Ils s'en retournèrent plus silencieux qu'ils n'étaient venus. Encore sous le coup du rêve affreux qu'il avait fait la nuit, M. de La Seiglière reçut cordialement Bernard, qui ne put se dispenser de s'asseoir à la table du déjeuner, entre le marquis et sa fille. Livré à lui-même, le marquis fut charmant, et s'il lui échappa quelques imprudences, ces étourderies eurent un caractère de franchise et de loyauté qui ne déplut pas à la nature loyale et franche de son hôte. Le repas achevé, la journée s'écoula comme un rêve, Bernard toujours prêt à partir, et toujours empêché par quelque nouvel épisode. Il feuilleta des albums avec Hélène, passa dans la salle de billard avec le marquis, se laissa promener en calèche découverte, visita les écuries du château, parla de chevaux avec le vieux gentilhomme qui les aimait et prétendait s'y connaître. Dans l'après-midi survint madame de Vaubert, qui déploya toutes les chatteries de sa grâce et de son esprit. Le dîner fut presque joyeux. Le soir, au coin du feu, Bernard s'oublia encore une fois à raconter ses batailles. Bref, sur le coup de minuit, après avoir serré la main du marquis, il se retira dans son appartement, et, tout en se promettant de s'éloigner le lendemain, il fuma un cigare, se coucha et fit de doux songes.

* * * * *

Que devenait cependant notre jeune baron? Dans la matinée de ce même jour, madame de Vaubert, qui avait détourné son fils de se présenter, la veille, au château, le fit appeler auprès d'elle.

—Raoul, lui dit-elle aussitôt, m'aimez-vous?

—Quelle question, ma mère! répondit le jeune homme.

—M'êtes-vous dévoué corps et âme?

—En avez-vous jamais douté?

—Si de graves intérêts qui me concernent vous obligeaient de partir pour Paris?

—Je partirais.

—Immédiatement?

—Je vais partir.

—Sans perdre une heure?

—Je pars, dit Raoul en prenant son chapeau.

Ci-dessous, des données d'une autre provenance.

use thiserror::Error;

/// Failure of a single call to the remote API.
///
/// Stored verbatim in the per-domain error fields of the state, so it must be
/// cheap to clone and comparable in tests.
#[derive(Debug, Clone, PartialEq, Eq, Error)]
pub enum ApiError {
    /// No response was received (connect failure, reset, timeout).
    #[error("network error: {0}")]
    Network(String),
    /// The server answered with a non-2xx status.
    #[error("http status {status}")]
    HttpStatus { status: u16 },
    /// The response body could not be decoded.
    #[error("malformed response: {0}")]
    Decode(String),
}

/// Missing or invalid user input, surfaced before any network call is made.
#[derive(Debug, Clone, Copy, PartialEq, Eq, Error)]
pub enum ValidationError {
    #[error("please enter a keyword")]
    MissingKeyword,
    #[error("please enter a location")]
    MissingLocation,
    #[error("page numbers start at 1")]
    InvalidPage,
    #[error("exporting search results needs both keyword and location")]
    SearchExportWithoutKey,
}

/// Result of offering a response to a store that may already have moved on.
#[derive(Debug, Clone, Copy, PartialEq, Eq)]
pub enum ApplyOutcome {
    Applied,
    /// The response belonged to an abandoned key, generation or ticket and was dropped.
    Stale,
}

impl ApplyOutcome {
    pub fn is_applied(self) -> bool {
        matches!(self, ApplyOutcome::Applied)
    }
}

—C'est bien, dit madame de Vaubert. Cette lettre renferme mes instructions; vous ne l'ouvrirez qu'à Paris. La malle de Bordeaux passera à Poitiers dans deux heures. Voici de l'or. Embrassez-moi. Maintenant, partez.

—Sans présenter mes adieux au marquis et mes hommages à sa fille? demanda Raoul hésitant.

—Je m'en charge, dit la baronne.

—Cependant…

—Raoul, m'aimez-vous?

—Que penseront?…

—M'êtes-vous dévoué?

—Ma mère, je suis parti.

* * * * *

Trois heures après, M. de Vaubert roulait vers Paris, moins perplexe et moins intrigué qu'on ne pourrait se l'imaginer, et convaincu que sa mère l'envoyait tout simplement acheter les présents de noce. À peine arrivé, il brisa le cachet de l'enveloppe qui renfermait les instructions de la baronne, et il lut les instructions suivantes:

«Amusez-vous, voyez le monde, ne fréquentez que des gens de votre rang, ne dérogez en rien ni jamais, ménagez votre jeunesse, ne songez à revenir que lorsque je vous rappellerai, et reposez-vous sur moi du soin de votre bonheur.»

Raoul ne comprit pas et ne chercha point à comprendre. Le lendemain, il marchait gravement sur le boulevard, l'air froid et compassé, et, au milieu des splendeurs de ce Paris qu'il voyait pour la première fois, aussi peu curieux de voir et d'observer que s'il se promenait sur ses terres.